Why did you run a 10/3?


----------



## oldtimer (Jun 10, 2010)

jwjrw said:


> Why did you run a 10/3?


 Thats what the H D expert told him to do......:laughing::laughing:


----------



## McClary’s Electrical (Feb 21, 2009)

Use a meter with a low-z function, and quit being too cheap to hire an electrician. A good GC knows there's a piece of pie for all the trades. A jack of all trades is truly a master of NONE. Do your self and your customers a favor and sub your electrical to a licensed electricain.


----------



## 480sparky (Sep 20, 2007)

​


----------



## NolaTigaBait (Oct 19, 2008)

480, I dont think that guy has ever done electrical work in his life.


----------



## 480sparky (Sep 20, 2007)

NolaTigaBait said:


> 480, I dont think that guy has ever done electrical work in his life.



But he's got a great idea.... use 'older codes' so you can save some money!

I think I'm gonna start using, oh, say, 1971. :laughing:

Go GFCIs, no arc faults, no handle-ties, no TR receps, no WR devices....... man, I'm gonna make a killing!


----------



## Shockdoc (Mar 4, 2010)

Why 10/3 ???? 
How and where did you splice it down to 12/2?
Why the 02 code?
What kind of service grounding exist in the premises?
where did you recieve the 24 volt reading? panel, outlets?


----------



## Shockdoc (Mar 4, 2010)

480sparky said:


> But he's got a great idea.... use 'older codes' so you can save some money!
> 
> I think I'm gonna start using, oh, say, 1971. :laughing:
> 
> Go GFCIs, no arc faults, no handle-ties, no TR receps, no WR devices....... man, I'm gonna make a killing!


I'm just finishing up a whole house reno to the 02 code, nothing like a nice clean AFCI free panel.


----------



## HARRY304E (Sep 15, 2010)

480sparky said:


> But he's got a great idea.... use 'older codes' so you can save some money!
> 
> I think I'm gonna start using, oh, say, 1971. :laughing:
> 
> Go GFCIs, no arc faults, no handle-ties, no TR receps, no WR devices....... man, I'm gonna make a killing!


Yes but the 1897 code is a lott smaller:laughing:


----------



## Speedy Petey (Jan 10, 2007)

hammerhands, are you a GC or an electrician? 

Or are you a GC that does his own electrical work?
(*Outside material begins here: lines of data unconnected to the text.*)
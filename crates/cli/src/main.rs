//! RV32 SoC emulator CLI.
//!
//! This binary is the thin front-end over `rv32sim-core`. It performs:
//! 1. **Option assembly:** clap flags layered over an optional JSON config
//!    file into `MachineOptions`.
//! 2. **Image loading:** kernel (ELF32 or raw), device tree, and initrd.
//! 3. **Run:** drives the core scheduler, pumping stdin into the UART
//!    receive FIFO from a side thread.
//! 4. **Reporting:** final hart state and, when enabled, the JIT counters.

use std::io::Read;
use std::process::ExitCode;

use clap::Parser;
use tracing_subscriber::EnvFilter;

use rv32sim_core::config::MachineOptions;
use rv32sim_core::machine::Machine;
use rv32sim_core::soc::mmio::uart_push_rx;
use rv32sim_core::{csr, loader, run, stats};

#[derive(Parser, Debug)]
#[command(
    name = "rv32sim",
    author,
    version,
    about = "RV32 SoC emulator",
    long_about = "Boot a small RISC-V OS stack (firmware, supervisor kernel, userland) on an \
                  emulated RV32IMAFDC SoC with Sv32 paging, CLINT/PLIC/UART, and an optional \
                  translation-block JIT (RV32SIM_EXPERIMENTAL_* knobs)."
)]
struct Cli {
    /// Kernel image, ELF32 or raw.
    #[arg(short, long)]
    kernel: Option<String>,

    /// Device tree blob.
    #[arg(long)]
    dtb: Option<String>,

    /// Initrd image.
    #[arg(long)]
    initrd: Option<String>,

    /// JSON config file with `MachineOptions` fields (flags win).
    #[arg(long)]
    config: Option<String>,

    /// Main memory size in MiB.
    #[arg(long)]
    ram_mb: Option<u32>,

    /// Load address for raw kernel images.
    #[arg(long, value_parser = parse_u32_hex)]
    kernel_load_addr: Option<u32>,

    /// Load address for the device tree blob.
    #[arg(long, value_parser = parse_u32_hex)]
    dtb_load_addr: Option<u32>,

    /// Load address for the initrd image.
    #[arg(long, value_parser = parse_u32_hex)]
    initrd_load_addr: Option<u32>,

    /// Override the entry point.
    #[arg(long, value_parser = parse_u32_hex)]
    entry: Option<u32>,

    /// Boot hart 0 in S-mode (with the SBI shim standing in for firmware).
    #[arg(long)]
    boot_s_mode: bool,

    /// Enable the SBI shim for S-mode ECALLs.
    #[arg(long)]
    sbi_shim: bool,

    /// Per-instruction trace flag.
    #[arg(long)]
    trace: bool,

    /// Number of harts (1..=4).
    #[arg(long)]
    harts: Option<u32>,

    /// Instruction budget (0 = default).
    #[arg(long)]
    max_instructions: Option<u64>,

    /// Pump stdin into the UART receive FIFO.
    #[arg(long)]
    interactive: bool,
}

/// Parses decimal or `0x`-prefixed hexadecimal addresses.
fn parse_u32_hex(s: &str) -> Result<u32, String> {
    let parsed = if let Some(hex) = s.strip_prefix("0x").or_else(|| s.strip_prefix("0X")) {
        u32::from_str_radix(hex, 16)
    } else {
        s.parse::<u32>()
    };
    parsed.map_err(|e| format!("invalid address '{s}': {e}"))
}

/// Layers the CLI flags over the config-file options.
fn assemble_options(cli: &Cli) -> Result<MachineOptions, String> {
    let mut opts = if let Some(path) = &cli.config {
        let data = std::fs::read_to_string(path)
            .map_err(|e| format!("failed to read config '{path}': {e}"))?;
        serde_json::from_str::<MachineOptions>(&data)
            .map_err(|e| format!("failed to parse config '{path}': {e}"))?
    } else {
        MachineOptions::default()
    };

    if cli.kernel.is_some() {
        opts.kernel_path.clone_from(&cli.kernel);
    }
    if cli.dtb.is_some() {
        opts.dtb_path.clone_from(&cli.dtb);
    }
    if cli.initrd.is_some() {
        opts.initrd_path.clone_from(&cli.initrd);
    }
    if let Some(ram_mb) = cli.ram_mb {
        opts.ram_mb = ram_mb;
    }
    if let Some(addr) = cli.kernel_load_addr {
        opts.kernel_load_addr = addr;
    }
    if let Some(addr) = cli.dtb_load_addr {
        opts.dtb_load_addr = addr;
    }
    if let Some(addr) = cli.initrd_load_addr {
        opts.initrd_load_addr = addr;
    }
    if let Some(entry) = cli.entry {
        opts.entry_override = entry;
        opts.has_entry_override = true;
    }
    if cli.boot_s_mode {
        opts.boot_s_mode = true;
        opts.enable_sbi_shim = true;
    }
    if cli.sbi_shim {
        opts.enable_sbi_shim = true;
    }
    if cli.trace {
        opts.trace = true;
    }
    if let Some(harts) = cli.harts {
        opts.hart_count = harts;
    }
    if let Some(max) = cli.max_instructions {
        opts.max_instructions = max;
    }

    Ok(opts)
}

fn main() -> ExitCode {
    tracing_subscriber::fmt()
        .with_env_filter(EnvFilter::from_default_env())
        .with_writer(std::io::stderr)
        .init();

    let cli = Cli::parse();

    let opts = match assemble_options(&cli) {
        Ok(opts) => opts,
        Err(message) => {
            eprintln!("[err] {message}");
            return ExitCode::from(2);
        }
    };
    let max_instructions = opts.max_instructions;

    let mut machine = match Machine::new(opts) {
        Ok(machine) => machine,
        Err(e) => {
            eprintln!("[err] machine construction failed: {e}");
            return ExitCode::FAILURE;
        }
    };

    if let Err(e) = loader::setup_boot(&mut machine) {
        eprintln!("[err] {e}");
        return ExitCode::FAILURE;
    }

    let (executed, running, pc, priv_mode, mcause, mepc, mtval);
    if cli.interactive {
        // The stdin pump holds a machine reference for the process
        // lifetime; leaking the machine keeps both sides 'static.
        let machine: &'static Machine = Box::leak(Box::new(machine));
        spawn_stdin_pump(machine);

        let cfg = run::RunConfig::from_env();
        executed = run::run_shared_with_config(machine, max_instructions, &cfg);

        running = machine.shared(0).is_running();
        // SAFETY: the schedulers have drained; only the pump thread is
        // still alive and it never touches hart state.
        let cpu = unsafe { machine.hart_unsynchronized(0) };
        (pc, priv_mode) = (cpu.pc, cpu.priv_mode);
        mcause = cpu.csr[csr::MCAUSE as usize];
        mepc = cpu.csr[csr::MEPC as usize];
        mtval = cpu.csr[csr::MTVAL as usize];
    } else {
        executed = run::run(&mut machine, max_instructions);

        running = machine.shared(0).is_running();
        let cpu = machine.hart_mut(0);
        (pc, priv_mode) = (cpu.pc, cpu.priv_mode);
        mcause = cpu.csr[csr::MCAUSE as usize];
        mepc = cpu.csr[csr::MEPC as usize];
        mtval = cpu.csr[csr::MTVAL as usize];
    }

    if stats::dump_enabled() {
        stats::jit().dump(executed);
    }

    eprintln!(
        "[info] stop: executed={executed} running={running} pc={pc:#010x} priv={priv_mode} \
         mcause={mcause:#010x} mepc={mepc:#010x} mtval={mtval:#010x}"
    );

    ExitCode::SUCCESS
}

/// Detached thread draining host stdin into the UART receive FIFO.
fn spawn_stdin_pump(machine: &'static Machine) {
    std::thread::spawn(move || {
        let mut buffer = [0u8; 1];
        let mut stdin = std::io::stdin().lock();
        while stdin.read_exact(&mut buffer).is_ok() {
            // Back off while the FIFO is full; the guest drains it.
            while !uart_push_rx(machine, buffer[0]) {
                std::thread::yield_now();
            }
        }
    });
}
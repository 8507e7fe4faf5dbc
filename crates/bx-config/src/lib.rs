mod error;
mod loader;
mod sections;

pub use error::ConfigError;
pub use loader::ConfigLoader;
pub use sections::{
    BatchSection, ErrorGoalSection, GoalsSection, LimitsSection, ManagerSection,
    PerformanceGoalSection, ResourceGoalSection, RunConfig, SizingSection,
};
I know many of these and rarely is it a good thing.


----------



## 480sparky (Sep 20, 2007)

HARRY304E said:


> Yes but the 1897 code is a lott smaller:laughing:



Then I wouldn't be able to use NM... that didn't show up until the 20s.


----------



## HARRY304E (Sep 15, 2010)

480sparky said:


> Then I wouldn't be able to use NM... that didn't show up until the 20s.


 K&T:laughing:


----------



## Shockdoc (Mar 4, 2010)

Speedy Petey said:


> hammerhands, are you a GC or an electrician?
> 
> Or are you a GC that does his own electrical work? I know many of these and rarely is it a good thing.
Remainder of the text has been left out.